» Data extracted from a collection

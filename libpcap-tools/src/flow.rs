use crate::Duration;
use serde::Serialize;

use crate::five_tuple::FiveTuple;

/// Unique `Flow` identifier
#[allow(clippy::upper_case_acronyms)]
pub type FlowID = u64;

/// Network flow information
#[derive(Clone, PartialEq, Eq, Default, Debug, Serialize)]
pub struct Flow {
    /// The `Flow` identifier
    pub flow_id: FlowID,
    /// The `FiveTuple` identifying the `Flow` (direction of the first packet seen)
    pub five_tuple: FiveTuple,
    /// timestamp of first packet
    pub first_seen: Duration,
    /// timestamp of last seen packet
    pub last_seen: Duration,
    /// number of packets seen, both directions
    pub packets: u64,
}

impl Flow {
    pub fn new(flow_id: FlowID, five_tuple: &FiveTuple, ts: Duration) -> Self {
        Flow {
            flow_id,
            five_tuple: five_tuple.clone(),
            first_seen: ts,
            last_seen: ts,
            packets: 0,
        }
    }

    /// Account for one more packet of this flow
    pub fn touch(&mut self, ts: Duration) {
        self.last_seen = ts;
        self.packets += 1;
    }

    /// true if `five_tuple` is in the same direction as the first packet of the flow
    pub fn is_forward(&self, five_tuple: &FiveTuple) -> bool {
        self.five_tuple == *five_tuple
    }
}
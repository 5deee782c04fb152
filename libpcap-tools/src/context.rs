use crate::duration::{Duration, MICROS_PER_SEC};
use pcap_parser::Linktype;
use serde::Serialize;

/// Default timestamp resolution: 10^-6 seconds
pub const DEFAULT_TSRESOL: u8 = 6;

/// Capture container format
#[derive(Clone, Copy, Debug, PartialEq, Eq, Serialize)]
#[serde(rename_all = "lowercase")]
pub enum CaptureFormat {
    Pcap,
    PcapNG,
}

/// Global properties of a capture, taken from its header
#[derive(Clone, Debug, PartialEq, Eq, Serialize)]
#[serde(rename_all = "camelCase")]
pub struct CaptureInfo {
    pub format: CaptureFormat,
    pub big_endian: bool,
    pub version_major: u16,
    pub version_minor: u16,
    /// Maximum captured length of a packet (0 if unknown)
    pub snaplen: u32,
    /// Link type of the first interface, if known
    pub link_type: Option<i32>,
    /// Legacy pcap with nanosecond timestamps
    pub nanosecond: bool,
}

/// Information related to a network interface used for capture
#[derive(Clone, Debug)]
pub struct InterfaceInfo {
    /// The `Linktype` used for data format
    pub link_type: Linktype,
    /// Maximum captured length of a packet
    pub snaplen: u32,
    /// Time resolution, encoded as in the pcapng `if_tsresol` option
    pub if_tsresol: u8,
}

impl Default for InterfaceInfo {
    fn default() -> Self {
        InterfaceInfo {
            link_type: Linktype(0),
            snaplen: 0,
            if_tsresol: DEFAULT_TSRESOL,
        }
    }
}

/// Convert a raw timestamp, counted in units of `if_tsresol`, to a `Duration`.
///
/// If the most significant bit of `if_tsresol` is set, the resolution is a
/// negative power of 2, otherwise a negative power of 10. Unusable resolutions
/// give a null timestamp.
pub fn ts_from_units(raw: u64, if_tsresol: u8) -> Duration {
    let exponent = u32::from(if_tsresol & 0x7f);
    let units_per_sec = if if_tsresol & 0x80 != 0 {
        1u64.checked_shl(exponent)
    } else {
        10u64.checked_pow(exponent)
    };
    let units_per_sec = match units_per_sec {
        Some(u) if u > 0 => u,
        _ => {
            warn!("unusable timestamp resolution 0x{:x}", if_tsresol);
            return Duration::default();
        }
    };
    let secs = raw / units_per_sec;
    let frac = raw % units_per_sec;
    let micros = (u128::from(frac) * u128::from(MICROS_PER_SEC) / u128::from(units_per_sec)) as u32;
    Duration::new(u32::try_from(secs).unwrap_or(u32::MAX), micros)
}

#[cfg(test)]
mod tests {
    use super::*;

    #[test]
    fn ts_resolutions() {
        assert_eq!(ts_from_units(1_500_000, 6), Duration::new(1, 500_000));
        assert_eq!(ts_from_units(2_000_000_123, 9), Duration::new(2, 0));
        // 2^-10 resolution: 1024 units per second
        assert_eq!(ts_from_units(1024 + 512, 0x80 | 10), Duration::new(1, 500_000));
        assert_eq!(ts_from_units(42, 0x7f), Duration::default());
    }
}
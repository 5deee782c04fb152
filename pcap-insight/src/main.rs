#![warn(clippy::all)]

#[macro_use]
extern crate log;

extern crate clap;
use clap::{crate_version, Parser};
use tracing::Level;
use tracing_appender::rolling::{RollingFileAppender, Rotation};
use tracing_subscriber::EnvFilter;

extern crate flate2;
extern crate lz4;
extern crate xz2;

use std::fs::File;
use std::io::{self, Read, Write};
use std::path::Path;

use flate2::read::GzDecoder;
use serde::Serialize;
use xz2::read::XzDecoder;

use libpcap_insight::*;
use libpcap_tools::{Config, Error};

/// Pcap file dissection and analysis tool
#[derive(Parser, Debug)]
#[command(author, version, about, long_about = None)]
struct Args {
    /// Configuration file
    #[arg(short, long, value_name = "CONFIG")]
    config: Option<String>,

    /// Packets per progress batch
    #[arg(short, long)]
    batch_size: Option<usize>,

    /// Latency threshold for request/response pairs, in milliseconds
    #[arg(short, long, value_name = "MS")]
    latency_threshold: Option<f64>,

    /// Number of top talkers to report
    #[arg(short, long)]
    top: Option<usize>,

    /// Include the packet list in the report
    #[arg(short, long)]
    packets: bool,

    /// Write report.json (and the log file) in this directory
    #[arg(short, long)]
    outdir: Option<String>,

    /// Be verbose
    #[arg(short, long)]
    verbose: bool,

    /// Input file, `-` for stdin
    input: Option<String>,
}

#[derive(Serialize)]
struct Report<'a> {
    capture: CaptureSummary,
    statistics: PacketStatistics,
    analysis: AnalysisResult,
    #[serde(skip_serializing_if = "Option::is_none")]
    packets: Option<&'a [Packet]>,
}

fn load_config(config: &mut Config, filename: &str) -> Result<(), Error> {
    debug!("Loading configuration {filename}");
    let path = Path::new(&filename);
    let file = File::open(path)?;
    config.load_config(file)
}

fn to_io_error(e: Error) -> io::Error {
    match e {
        Error::Io(e) => e,
        e => io::Error::new(io::ErrorKind::InvalidData, e.to_string()),
    }
}

fn init_logging(config: &Config, verbose: bool) {
    let default_level = if verbose { Level::DEBUG } else { Level::INFO };
    let env_filter = EnvFilter::try_from_env("PCAP_INSIGHT_LOG")
        .unwrap_or_else(|_| EnvFilter::from_default_env().add_directive(default_level.into()));
    let builder = tracing_subscriber::fmt()
        .with_env_filter(env_filter)
        .with_ansi(false)
        .compact();
    match config.get("log_file") {
        Some(log_file) => {
            let output_dir = config.get("output_dir").unwrap_or(".");
            let file_appender = RollingFileAppender::new(Rotation::NEVER, output_dir, log_file);
            builder.with_writer(file_appender).init();
        }
        None => builder.with_writer(io::stderr).init(),
    }
}

fn read_input(input_filename: &str) -> io::Result<Vec<u8>> {
    let mut input_reader = if input_filename == "-" {
        Box::new(io::stdin())
    } else {
        let path = Path::new(input_filename);
        let file = File::open(path)?;
        if input_filename.ends_with(".gz") {
            Box::new(GzDecoder::new(file))
        } else if input_filename.ends_with(".xz") {
            Box::new(XzDecoder::new(file))
        } else if input_filename.ends_with(".lz4") {
            Box::new(lz4::Decoder::new(file)?)
        } else {
            Box::new(file) as Box<dyn io::Read>
        }
    };
    let mut data = Vec::new();
    input_reader.read_to_end(&mut data)?;
    Ok(data)
}

fn main() -> io::Result<()> {
    let args = Args::parse();

    // load config
    let mut config = Config::default();
    if let Some(filename) = args.config.as_ref() {
        load_config(&mut config, filename).map_err(to_io_error)?;
    }
    // override config options from command-line arguments
    if let Some(n) = args.batch_size {
        config.set("pipeline.batch_size", n as i64).map_err(to_io_error)?;
    }
    if let Some(ms) = args.latency_threshold {
        config
            .set("analysis.latency_threshold_ms", ms)
            .map_err(to_io_error)?;
    }
    if let Some(n) = args.top {
        config.set("stats.top_talkers", n as i64).map_err(to_io_error)?;
    }
    if let Some(dir) = args.outdir.as_ref() {
        config.set("output_dir", dir.as_str()).map_err(to_io_error)?;
    }

    init_logging(&config, args.verbose);

    // Now, really start
    info!("Pcap insight {}", crate_version!());

    let input_filename = match args.input.as_ref() {
        Some(s) => s.as_str(),
        None => {
            return Err(io::Error::new(
                io::ErrorKind::NotFound,
                "Input file name cannot be empty",
            ));
        }
    };
    let data = read_input(input_filename)?;
    debug!("read {} bytes from {}", data.len(), input_filename);

    let pipeline_config = PipelineConfig::from_config(&config);
    let analysis_config = AnalysisConfig::from_config(&config);
    let mut aggregator = StatsAggregator::new(StatsConfig::from_config(&config));

    let handle = Pipeline::spawn(data, pipeline_config).map_err(to_io_error)?;
    let mut packets = Vec::new();
    let mut failure = None;
    for msg in handle.iter() {
        match msg {
            PipelineMessage::Progress(batch) => {
                match batch.total {
                    Some(total) => debug!("progress: {}/{} packets", batch.current, total),
                    None => debug!("progress: {} packets", batch.current),
                }
                aggregator.update_batch(&batch.packets);
                packets.extend(batch.packets);
            }
            PipelineMessage::Complete => break,
            PipelineMessage::Error(e) => {
                failure = Some(e);
                break;
            }
        }
    }
    let summary = handle.join();
    if let Some(e) = failure {
        error!("{}: {}", input_filename, e);
        return Err(io::Error::new(io::ErrorKind::InvalidData, e));
    }
    let summary = summary.map_err(to_io_error)?;
    if summary.truncated {
        warn!("{}: capture ends with an incomplete record", input_filename);
    }

    let statistics = aggregator.finish();
    let analysis = analyze(&packets, &analysis_config);
    for insight in &analysis.insights {
        info!("insight: {}", insight.text);
    }

    let report = Report {
        capture: summary,
        statistics,
        analysis,
        packets: if args.packets {
            Some(packets.as_slice())
        } else {
            None
        },
    };
    let json = serde_json::to_string_pretty(&report)
        .map_err(|e| io::Error::new(io::ErrorKind::Other, e))?;
    match config.get("output_dir") {
        Some(dir) => {
            let path = Path::new(dir).join("report.json");
            let mut file = File::create(&path)?;
            file.write_all(json.as_bytes())?;
            info!("report written to {}", path.display());
        }
        None => println!("{}", json),
    }

    info!("pcap-insight: done, exiting");
    Ok(())
}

» Exercise description
Return word for word the lines above from the line with "extern crate flate2;" to the line with "and analysis tool", including both and leaving out all others.

» Written solution
extern crate flate2;
extern crate lz4;
extern crate xz2;

use std::fs::File;
use std::io::{self, Read, Write};
use std::path::Path;

use flate2::read::GzDecoder;
use serde::Serialize;
use xz2::read::XzDecoder;

use libpcap_insight::*;
use libpcap_tools::{Config, Error};

/// Pcap file dissection and analysis tool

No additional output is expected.